## PROVIDED DATA
//! Capture-monitor channel
//!
//! Owns the external screen capture process for one session. A dedicated
//! monitor thread spawns nothing itself but holds the [`Child`] exclusively:
//! it waits for the start marker on the process's diagnostic stream, sets the
//! session epoch, watches for unexpected exit while recording, and on stop
//! asks the process to quit (`q` on stdin) before escalating to a kill.

use crate::capture::process::CaptureLauncher;
use crate::clock::{Clock, Epoch};
use crate::recorder::channel::{ChannelType, RecordingChannel, RecordingError, RecordingResult};
use async_trait::async_trait;
use parking_lot::Mutex as ParkingMutex;
use std::collections::VecDeque;
use std::io::{Read, Write};
use std::path::{Path, PathBuf};
use std::process::{Child, ChildStderr, Stdio};
use std::sync::atomic::{AtomicBool, Ordering};
use std::sync::mpsc::{self, Receiver, RecvTimeoutError, Sender};
use std::sync::Arc;
use std::thread::JoinHandle;
use std::time::{Duration, Instant};
use tokio::sync::oneshot;

/// Diagnostic lines kept for crash reports
const STDERR_TAIL: usize = 8;

/// Timing and marker settings of the capture monitor
#[derive(Debug, Clone, PartialEq)]
pub struct CaptureConfig {
    /// Substring of a diagnostic line that confirms frames are flowing
    pub start_marker: String,
    pub start_timeout: Duration,
    /// Grace period after the quit request before the process is killed
    pub stop_timeout: Duration,
    /// How often the monitor checks for a stop request or process exit
    pub poll_interval: Duration,
}

impl Default for CaptureConfig {
    fn default() -> Self {
        Self {
            start_marker: "frame".to_string(),
            start_timeout: Duration::from_secs(10),
            stop_timeout: Duration::from_secs(5),
            poll_interval: Duration::from_secs(1),
        }
    }
}

pub struct CaptureChannel {
    id: String,
    launcher: Arc<dyn CaptureLauncher>,
    config: CaptureConfig,
    clock: Arc<Clock>,
    video_path: PathBuf,
    is_recording: Arc<AtomicBool>,
    output_files: Arc<ParkingMutex<Vec<String>>>,
    stop_tx: ParkingMutex<Option<Sender<()>>>,
    monitor: Option<JoinHandle<RecordingResult<()>>>,
    epoch: Option<Epoch>,
}

impl CaptureChannel {
    pub fn new(
        launcher: Arc<dyn CaptureLauncher>,
        config: CaptureConfig,
        clock: Arc<Clock>,
        video_path: impl Into<PathBuf>,
    ) -> Self {
        Self {
            id: "capture".to_string(),
            launcher,
            config,
            clock,
            video_path: video_path.into(),
            is_recording: Arc::new(AtomicBool::new(false)),
            output_files: Arc::new(ParkingMutex::new(Vec::new())),
            stop_tx: ParkingMutex::new(None),
            monitor: None,
            epoch: None,
        }
    }

    pub fn video_path(&self) -> &Path {
        &self.video_path
    }

    /// Epoch confirmed by the capture process, once started
    pub fn epoch(&self) -> Option<Epoch> {
        self.epoch
    }

    /// Ask the monitor to quit the capture process without waiting for it.
    /// [`stop`](RecordingChannel::stop) joins the monitor afterwards.
    pub fn request_stop(&self) {
        if let Some(tx) = self.stop_tx.lock().take() {
            let _ = tx.send(());
            tracing::debug!("Capture stop requested");
        }
    }

    /// True once the monitor thread has exited on its own (process crash)
    pub fn has_exited(&self) -> bool {
        self.monitor
            .as_ref()
            .map(|handle| handle.is_finished())
            .unwrap_or(false)
    }

    async fn join_monitor(&mut self) -> RecordingResult<()> {
        let Some(handle) = self.monitor.take() else {
            return Ok(());
        };
        match tokio::task::spawn_blocking(move || handle.join()).await {
            Ok(Ok(result)) => result,
            Ok(Err(_)) | Err(_) => Err(RecordingError::CaptureProcessCrashed(
                "capture monitor thread panicked".to_string(),
            )),
        }
    }
}

#[async_trait]
impl RecordingChannel for CaptureChannel {
    fn id(&self) -> &str {
        &self.id
    }

    fn channel_type(&self) -> ChannelType {
        ChannelType::Capture
    }

    async fn start(&mut self) -> RecordingResult<()> {
        if self.monitor.is_some() {
            return Err(RecordingError::InvalidSessionState(
                "capture channel already started".to_string(),
            ));
        }
        self.output_files.lock().clear();

        if let Some(parent) = self.video_path.parent() {
            if !parent.as_os_str().is_empty() {
                std::fs::create_dir_all(parent)?;
            }
        }

        let mut command = self.launcher.command(&self.video_path)?;
        command
            .stdin(Stdio::piped())
            .stdout(Stdio::null())
            .stderr(Stdio::piped());
        let child = command.spawn().map_err(|e| {
            RecordingError::ConfigurationError(format!(
                "Failed to launch capture process {:?}: {}",
                command.get_program(),
                e
            ))
        })?;
        tracing::info!(
            "Capture process launched (pid={}, output={:?})",
            child.id(),
            self.video_path
        );

        let (ready_tx, ready_rx) = oneshot::channel();
        let (stop_tx, stop_rx) = mpsc::channel();
        let monitor = CaptureMonitor {
            config: self.config.clone(),
            clock: self.clock.clone(),
            is_recording: self.is_recording.clone(),
            stderr_tail: VecDeque::with_capacity(STDERR_TAIL),
        };
        let handle = std::thread::Builder::new()
            .name("capture-monitor".to_string())
            .spawn(move || monitor.run(child, ready_tx, stop_rx))?;

        *self.stop_tx.lock() = Some(stop_tx);
        self.monitor = Some(handle);

        match ready_rx.await {
            Ok(Ok(epoch)) => {
                self.epoch = Some(epoch);
                Ok(())
            }
            Ok(Err(e)) => {
                self.stop_tx.lock().take();
                let _ = self.join_monitor().await;
                Err(e)
            }
            Err(_) => {
                self.stop_tx.lock().take();
                let joined = self.join_monitor().await;
                Err(joined.err().unwrap_or_else(|| {
                    RecordingError::CaptureProcessCrashed(
                        "capture monitor exited before confirming start".to_string(),
                    )
                }))
            }
        }
    }

    async fn stop(&mut self) -> RecordingResult<()> {
        if self.monitor.is_none() {
            return Ok(());
        }
        self.request_stop();
        let result = self.join_monitor().await;
        self.is_recording.store(false, Ordering::SeqCst);

        if result.is_ok() && self.video_path.exists() {
            self.output_files
                .lock()
                .push(self.video_path.to_string_lossy().to_string());
        }
        tracing::info!("Capture channel stopped");
        result
    }

    fn is_recording(&self) -> bool {
        self.is_recording.load(Ordering::SeqCst)
    }

    fn output_files(&self) -> Vec<String> {
        self.output_files.lock().clone()
    }
}

/// State moved onto the monitor thread
struct CaptureMonitor {
    config: CaptureConfig,
    clock: Arc<Clock>,
    is_recording: Arc<AtomicBool>,
    stderr_tail: VecDeque<String>,
}

enum StartOutcome {
    Started,
    TimedOut,
    Exited,
}

impl CaptureMonitor {
    /// Monitor thread body. Start-phase failures are reported through
    /// `ready_tx`; the returned result covers the recording phase.
    fn run(
        mut self,
        mut child: Child,
        ready_tx: oneshot::Sender<RecordingResult<Epoch>>,
        stop_rx: Receiver<()>,
    ) -> RecordingResult<()> {
        let lines = match child.stderr.take() {
            Some(stderr) => spawn_stderr_pump(stderr),
            None => {
                kill_and_reap(&mut child);
                let _ = ready_tx.send(Err(RecordingError::ConfigurationError(
                    "capture process has no diagnostic stream".to_string(),
                )));
                return Ok(());
            }
        };

        match self.wait_for_marker(&lines) {
            StartOutcome::Started => {}
            StartOutcome::TimedOut => {
                tracing::error!(
                    "Capture process did not start within {:?}; killing it",
                    self.config.start_timeout
                );
                kill_and_reap(&mut child);
                let _ = ready_tx.send(Err(RecordingError::CaptureStartTimeout(
                    self.config.start_timeout,
                )));
                return Ok(());
            }
            StartOutcome::Exited => {
                let status = child.wait()?;
                let reason = format!(
                    "exited with {} before the start marker{}",
                    status,
                    self.tail_suffix()
                );
                tracing::error!("Capture process {}", reason);
                let _ = ready_tx.send(Err(RecordingError::CaptureProcessCrashed(reason)));
                return Ok(());
            }
        }

        let epoch = self.clock.confirm_capture_started();
        self.is_recording.store(true, Ordering::SeqCst);
        tracing::info!("Capture started; session epoch set");
        if ready_tx.send(Ok(epoch)).is_err() {
            tracing::warn!("Capture start was abandoned; shutting the process down");
            self.is_recording.store(false, Ordering::SeqCst);
            return self.shutdown(&mut child);
        }

        loop {
            match stop_rx.recv_timeout(self.config.poll_interval) {
                Ok(()) | Err(RecvTimeoutError::Disconnected) => break,
                Err(RecvTimeoutError::Timeout) => {
                    self.drain(&lines);
                    if let Some(status) = child.try_wait()? {
                        self.is_recording.store(false, Ordering::SeqCst);
                        let reason =
                            format!("exited with {} while recording{}", status, self.tail_suffix());
                        tracing::error!("Capture process {}", reason);
                        return Err(RecordingError::CaptureProcessCrashed(reason));
                    }
                }
            }
        }

        self.is_recording.store(false, Ordering::SeqCst);
        self.shutdown(&mut child)
    }

    fn wait_for_marker(&mut self, lines: &Receiver<String>) -> StartOutcome {
        let deadline = Instant::now() + self.config.start_timeout;
        loop {
            let remaining = deadline.saturating_duration_since(Instant::now());
            if remaining.is_zero() {
                return StartOutcome::TimedOut;
            }
            match lines.recv_timeout(remaining) {
                Ok(line) => {
                    let found = line.contains(&self.config.start_marker);
                    self.remember(line);
                    if found {
                        return StartOutcome::Started;
                    }
                }
                Err(RecvTimeoutError::Timeout) => return StartOutcome::TimedOut,
                Err(RecvTimeoutError::Disconnected) => return StartOutcome::Exited,
            }
        }
    }

    /// Graceful quit with a bounded wait, then kill
    fn shutdown(&mut self, child: &mut Child) -> RecordingResult<()> {
        if let Some(mut stdin) = child.stdin.take() {
            if let Err(e) = stdin.write_all(b"q").and_then(|_| stdin.flush()) {
                tracing::debug!("Could not send quit to capture process: {}", e);
            }
        }

        let deadline = Instant::now() + self.config.stop_timeout;
        loop {
            if let Some(status) = child.try_wait()? {
                if !status.success() {
                    tracing::warn!("Capture process exited with status {}", status);
                }
                tracing::info!("Capture process finished");
                return Ok(());
            }
            if Instant::now() >= deadline {
                break;
            }
            std::thread::sleep(Duration::from_millis(20));
        }

        tracing::warn!(
            "Capture process ignored quit for {:?}; killing it",
            self.config.stop_timeout
        );
        kill_and_reap(child);
        Ok(())
    }

    fn drain(&mut self, lines: &Receiver<String>) {
        while let Ok(line) = lines.try_recv() {
            self.remember(line);
        }
    }

    fn remember(&mut self, line: String) {
        tracing::trace!("capture: {}", line);
        if self.stderr_tail.len() == STDERR_TAIL {
            self.stderr_tail.pop_front();
        }
        self.stderr_tail.push_back(line);
    }

    fn tail_suffix(&self) -> String {
        match self.stderr_tail.back() {
            Some(last) => format!(" (last output: {})", last.trim()),
            None => String::new(),
        }
    }
}

fn kill_and_reap(child: &mut Child) {
    if let Err(e) = child.kill() {
        tracing::debug!("Kill of capture process failed: {}", e);
    }
    if let Err(e) = child.wait() {
        tracing::warn!("Failed to reap capture process: {}", e);
    }
}

/// Forward diagnostic output as segments split on `\n` and `\r`. The pump
/// ends at end of stream or once the monitor stops listening; it is not
/// joined.
fn spawn_stderr_pump(mut stderr: ChildStderr) -> Receiver<String> {
    let (tx, rx) = mpsc::channel();
    let spawned = std::thread::Builder::new()
        .name("capture-stderr".to_string())
        .spawn(move || {
            let mut buf = [0u8; 4096];
            let mut segment = Vec::new();
            loop {
                let n = match stderr.read(&mut buf) {
                    Ok(0) | Err(_) => break,
                    Ok(n) => n,
                };
                for &byte in &buf[..n] {
                    if byte == b'\n' || byte == b'\r' {
                        if !segment.is_empty() {
                            let line = String::from_utf8_lossy(&segment).into_owned();
                            segment.clear();
                            if tx.send(line).is_err() {
                                return;
                            }
                        }
                    } else {
                        segment.push(byte);
                    }
                }
            }
            if !segment.is_empty() {
                let _ = tx.send(String::from_utf8_lossy(&segment).into_owned());
            }
        });
    if let Err(e) = spawned {
        // Without a pump the receiver reports a closed stream right away
        tracing::error!("Failed to spawn capture stderr reader: {}", e);
    }
    rx
}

## ACTION ITEM
Return a copy of each line in the records above that has "drain" in it.

## ANSWER TO THE EXERCISE
                    self.drain(&lines);
    fn drain(&mut self, lines: &Receiver<String>) {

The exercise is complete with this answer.